The Walter Morris recording is placed here tentatively; if it can be verified as this song, it would constitute the earliest verified appearance. - PJS
I don't know what Boggs's source was, but Ernest V. Stoneman and the Stoneman Family recorded this on several occasions, the first in 1927. It appears possible that the Brown version (which comes from a manuscript collection) predates this, but unfortunately this is one of the many undated items in the collection; we don't even know when Brown received the manuscript.

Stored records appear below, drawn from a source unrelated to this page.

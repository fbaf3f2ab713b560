//! Import properties and how they reach the readers

use std::sync::Arc;

use scene_importer::{
    Importer, PropertyStore, PropertyValue, import_properties, io::MemoryFileSystem,
};

const LAYERS: &str = "solid one
facet normal 0 0 1
outer loop
vertex 0 0 0
vertex 1 0 0
vertex 0 1 0
endloop
endfacet
endsolid one
solid two
facet normal 0 0 1
outer loop
vertex 0 0 1
vertex 1 0 1
vertex 0 1 1
endloop
endfacet
endsolid two
";

const QUAD_AC: &str = "AC3Db
MATERIAL \"m\" rgb 1 1 1  amb 0 0 0  emis 0 0 0  spec 0 0 0  shi 0  trans 0
OBJECT poly
subdiv 1
numvert 4
0 0 0
1 0 0
1 1 0
0 1 0
numsurf 1
SURF 0x10
mat 0
refs 4
0 0 0
1 0 0
2 0 0
3 0 0
kids 0
";

#[test]
fn test_last_value_wins() {
    let mut store = PropertyStore::new();
    store
        .set_int(import_properties::ONE_LAYER_ONLY, 0)
        .set_bool(import_properties::FAVOUR_SPEED, true)
        .set_int(import_properties::ONE_LAYER_ONLY, 1);
    assert_eq!(store.len(), 3);
    assert_eq!(store.get_int(import_properties::ONE_LAYER_ONLY, -1), 1);
    assert_eq!(store.get_int(import_properties::FAVOUR_SPEED, 0), 1);
    assert_eq!(store.get_float(import_properties::ONE_LAYER_ONLY, 0.0), 1.0);
    assert_eq!(store.get_string(import_properties::ONE_LAYER_ONLY), None);

    let mut overrides = PropertyStore::new();
    overrides.set_string("name", "value");
    overrides.set_int(import_properties::ONE_LAYER_ONLY, 0);
    let merged = store.merged(&overrides);
    assert_eq!(merged.get_int(import_properties::ONE_LAYER_ONLY, -1), 0);
    assert_eq!(merged.get("name"), Some(&PropertyValue::String("value".into())));
    // the original is untouched
    assert_eq!(store.get_int(import_properties::ONE_LAYER_ONLY, -1), 1);
}

#[test]
fn test_builder_properties_reach_the_reader() {
    let all = Importer::new()
        .import_from_memory(LAYERS.as_bytes(), Some("stl"))
        .expect("all layers");
    assert_eq!(all.num_meshes(), 2);

    let mut store = PropertyStore::new();
    store.set_int(import_properties::ONE_LAYER_ONLY, 0);
    let second = Importer::new()
        .read_file("layers.stl")
        .with_property_store_ref(&store)
        .with_property_int(import_properties::ONE_LAYER_ONLY, 1)
        .import_from_memory(LAYERS.as_bytes(), Some("stl"))
        .expect("second layer");
    assert_eq!(second.num_meshes(), 1);
    assert_eq!(second.mesh(0).expect("mesh").vertices()[0].z, 1.0);
}

#[test]
fn test_properties_are_inherited_by_referenced_files() {
    let fs = Arc::new(
        MemoryFileSystem::new()
            .with_file("scene.lws", "LWSC\n3\nLoadObject quad.ac\nLoadObjectLayer 0 layers.stl\n")
            .with_file("quad.ac", QUAD_AC)
            .with_file("layers.stl", LAYERS),
    );
    let import = |eval_subdivision: bool| {
        Importer::new()
            .read_file("scene.lws")
            .with_file_system(fs.clone())
            .with_property_bool(import_properties::AC_EVAL_SUBDIVISION, eval_subdivision)
            .with_property_int(import_properties::ONE_LAYER_ONLY, 1)
            .import_file("scene.lws")
            .expect("scene")
    };

    let scene = import(true);
    let quad = scene.find_node("quad_(10000000)").expect("quad slot");
    let quad_mesh = quad
        .descendants()
        .find_map(|n| n.mesh_index(0))
        .and_then(|i| scene.mesh(i))
        .expect("quad mesh");
    assert_eq!(quad_mesh.num_faces(), 4);

    // the layer of LoadObjectLayer overrides the inherited one
    let layers = scene.find_node("layers_(10000001)").expect("stl slot");
    let stl_meshes: usize = layers.descendants().map(|n| n.num_meshes()).sum();
    assert_eq!(stl_meshes, 1);
    let stl_mesh = layers
        .descendants()
        .find_map(|n| n.mesh_index(0))
        .and_then(|i| scene.mesh(i))
        .expect("stl mesh");
    assert_eq!(stl_mesh.vertices()[0].z, 0.0);

    let scene = import(false);
    assert!(scene.meshes().any(|m| m.num_faces() == 1 && m.has_polygons()));
}

#[test]
fn test_global_keyframe_is_the_smd_fallback() {
    let text = "version 1
nodes
0 \"root\" -1
end
skeleton
time 0
0 0 0 0 0 0 0
end
vertexanimation
time 0
0 0 0 0 0 0 1
1 1 0 0 0 0 1
2 0 1 0 0 0 1
time 3
0 0 0 3 0 0 1
1 1 0 3 0 0 1
2 0 1 3 0 0 1
end
";
    let frame_of = |builder: scene_importer::ImportBuilder| {
        builder
            .import_from_memory(text.as_bytes(), Some("vta"))
            .expect("vta")
            .mesh(0)
            .expect("mesh")
            .vertices()[0]
            .z
    };
    let importer = Importer::new();
    assert_eq!(frame_of(importer.read_file("a.vta")), 0.0);
    assert_eq!(
        frame_of(
            importer
                .read_file("a.vta")
                .with_property_int(import_properties::GLOBAL_KEYFRAME, 3)
        ),
        3.0
    );
    assert_eq!(
        frame_of(
            importer
                .read_file("a.vta")
                .with_property_int(import_properties::GLOBAL_KEYFRAME, 3)
                .with_property_int(import_properties::SMD_KEYFRAME, 0)
        ),
        0.0
    );
}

The first appearance of the song Cohen could find was a Wehman broadside, apparently in print by 1886; it lists Billy Kearney as the author, and the tune as "True As Steel." It is very different from the Stoneman text and doesn't even mention railroads. I'd call them recensionally different -- perhaps even separate songs -- and so leave the Stoneman recording as the earliest date, subject to Paul's caveat about the Morris recording. - RBW
Cross references
- cf. "The Tramp (II)" (plot)
- cf. "The Tramp's Story" (plot)
Recordings
- Blue Ridge Singers, "The Tramp Song" (Columbia 15647-D, 1931; rec. 1930)
- Dock Boggs, "Railroad Tramp" (on Boggs2, BoggsCD1)

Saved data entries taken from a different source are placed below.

#[cfg(test)]
mod tests {
    use super::*;

    #[test]
    fn test_skip_functions_respect_end_bound() {
        let mut s = Scanner::new(b"  \t");
        assert!(!s.skip_spaces());
        assert!(s.is_eof());

        let mut s = Scanner::new(b"abc\r\n\r\ndef");
        assert!(s.skip_line());
        assert_eq!(s.remaining(), b"def");
        assert!(!s.skip_line());

        let mut s = Scanner::new(b" \n\t\r\n x");
        assert!(s.skip_spaces_and_line_ends());
        assert_eq!(s.peek(), Some(b'x'));
    }

    #[test]
    fn test_embedded_nul_is_a_line_end_not_the_end() {
        let mut s = Scanner::new(b"first\0second");
        assert!(s.skip_line());
        assert!(s.token_match("second"));
        assert!(s.is_eof());
    }

    #[test]
    fn test_token_match_requires_word_boundary() {
        let mut s = Scanner::new(b"endsolid x");
        assert!(!s.token_match("end"));
        assert!(s.token_match("endsolid"));
        assert_eq!(s.peek(), Some(b' '));

        let mut s = Scanner::new(b"end");
        assert!(s.token_match("end"));
        assert!(s.is_eof());

        let mut s = Scanner::new(b"SOLID a");
        assert!(!s.token_match("solid"));
        assert!(s.token_match_case_insensitive("solid"));
    }

    #[test]
    fn test_numbers() {
        let mut s = Scanner::new(b"  -1.5e2 .25 7 -3 1e x");
        assert_eq!(s.parse_float(), Some(-150.0));
        assert_eq!(s.parse_float(), Some(0.25));
        assert_eq!(s.parse_unsigned_int(), Some(7));
        assert_eq!(s.parse_signed_int(), Some(-3));
        // "1e" is the literal 1 followed by a stray letter
        assert_eq!(s.parse_float(), Some(1.0));
        assert_eq!(s.peek(), Some(b'e'));
        s.advance(1);
        let before = s.position();
        assert_eq!(s.parse_float(), None);
        assert_eq!(s.position(), before);
    }

    #[test]
    fn test_numbers_stop_at_line_end() {
        let mut s = Scanner::new(b"1\n2");
        assert_eq!(s.parse_unsigned_int(), Some(1));
        assert_eq!(s.parse_unsigned_int(), None);
        assert!(s.skip_line());
        assert_eq!(s.parse_unsigned_int(), Some(2));
    }

    #[test]
    fn test_overflow_fails_without_panicking() {
        let mut s = Scanner::new(b"99999999999999999999");
        assert_eq!(s.parse_unsigned_int(), None);
        assert_eq!(s.position(), 0);
        let mut s = Scanner::new(b"-2147483649");
        assert_eq!(s.parse_signed_int(), None);
    }

    #[test]
    fn test_hex_and_cpp_style() {
        let mut s = Scanner::new(b"10000001 0x20 020 17");
        assert_eq!(s.parse_hex(), Some(0x1000_0001));
        assert_eq!(s.parse_cpp_uint(), Some(0x20));
        assert_eq!(s.parse_cpp_uint(), Some(0o20));
        assert_eq!(s.parse_cpp_uint(), Some(17));
    }

    #[test]
    fn test_strings_and_tokens() {
        let mut s = Scanner::new(b"name \"my box\" tail words  \n\"open");
        assert!(s.token_match("name"));
        assert_eq!(s.quoted_string().as_deref(), Some("my box"));
        assert_eq!(s.next_token().as_deref(), Some("tail"));
        assert_eq!(s.rest_of_line(), "words");
        assert!(s.skip_line());
        let before = s.position();
        assert_eq!(s.quoted_string(), None);
        assert_eq!(s.position(), before);
    }

    #[test]
    fn test_line_number() {
        let mut s = Scanner::new(b"a\nb\nc");
        s.skip_line();
        s.skip_line();
        assert_eq!(s.line_number(), 3);
    }

    #[test]
    fn test_line_number_follows_the_cursor_both_ways() {
        let mut s = Scanner::new(b"a\nb\nc\nd\n");
        s.skip_line();
        s.skip_line();
        s.skip_line();
        assert_eq!(s.line_number(), 4);
        s.set_position(2);
        assert_eq!(s.line_number(), 2);
        s.set_position(0);
        assert_eq!(s.line_number(), 1);
        s.set_position(6);
        assert_eq!(s.line_number(), 4);
        let copy = s.clone();
        assert_eq!(copy.line_number(), 4);
    }

    #[test]
    fn test_fast_atof() {
        assert_eq!(fast_atof("  3.5 rest"), 3.5);
        assert_eq!(fast_atof("abc"), 0.0);
        assert!(fast_atof("-inf").is_infinite());
    }

    #[test]
    fn test_header_search() {
        assert!(search_header_for_tokens(b"  SOLID cube", &["solid"], 200));
        assert!(!search_header_for_tokens(b"endsolidx", &["solid"], 200));
        assert!(search_header_for_tokens(b"s\0o\0l\0i\0d\0", &["solid"], 200));
        assert!(!search_header_for_tokens(b"xxxxxxxxxx solid", &["solid"], 5));
        assert!(check_magic(b"AC3Db", b"AC3D"));
    }
}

- Walter Morris, "The Railroad Tramp" (Columbia 15101-D, 1926)
- Ernest V. Stoneman, "The Poor Tramp Has to Live" (matrix GEX 493-A recorded 1927, released 1927-1928 as: Herwin 75535 [as by Stoneman], Gennett 6044 [as by Ernest V. Stoneman and his Graysen County Boys], Challenge 324/Challenge 398/Champion 15233 [all as by Uncle Jim Seaney], Challenge 244/Silvertone 5001/Silvertone 8155/Silvertone 25001/Supertone 9255 [all as by Uncle Ben Hawkins]); "The Poor Tramp" (Victor 20672, 1927); Ernest V. Stoneman and His Dixie Mountaineers, "Remember the Poor Tramp Has to Live" (Edison, unissued, 1928); Ernest Stoneman [and Eddie Stoneman], "Broke Down Section Hand" (Vocalion 02655, 1934)
References
- Cohen-LSRail, pp. 351-354, "The Poor Tramp Has to Live" (1 text plus a broadside print, 1 tune)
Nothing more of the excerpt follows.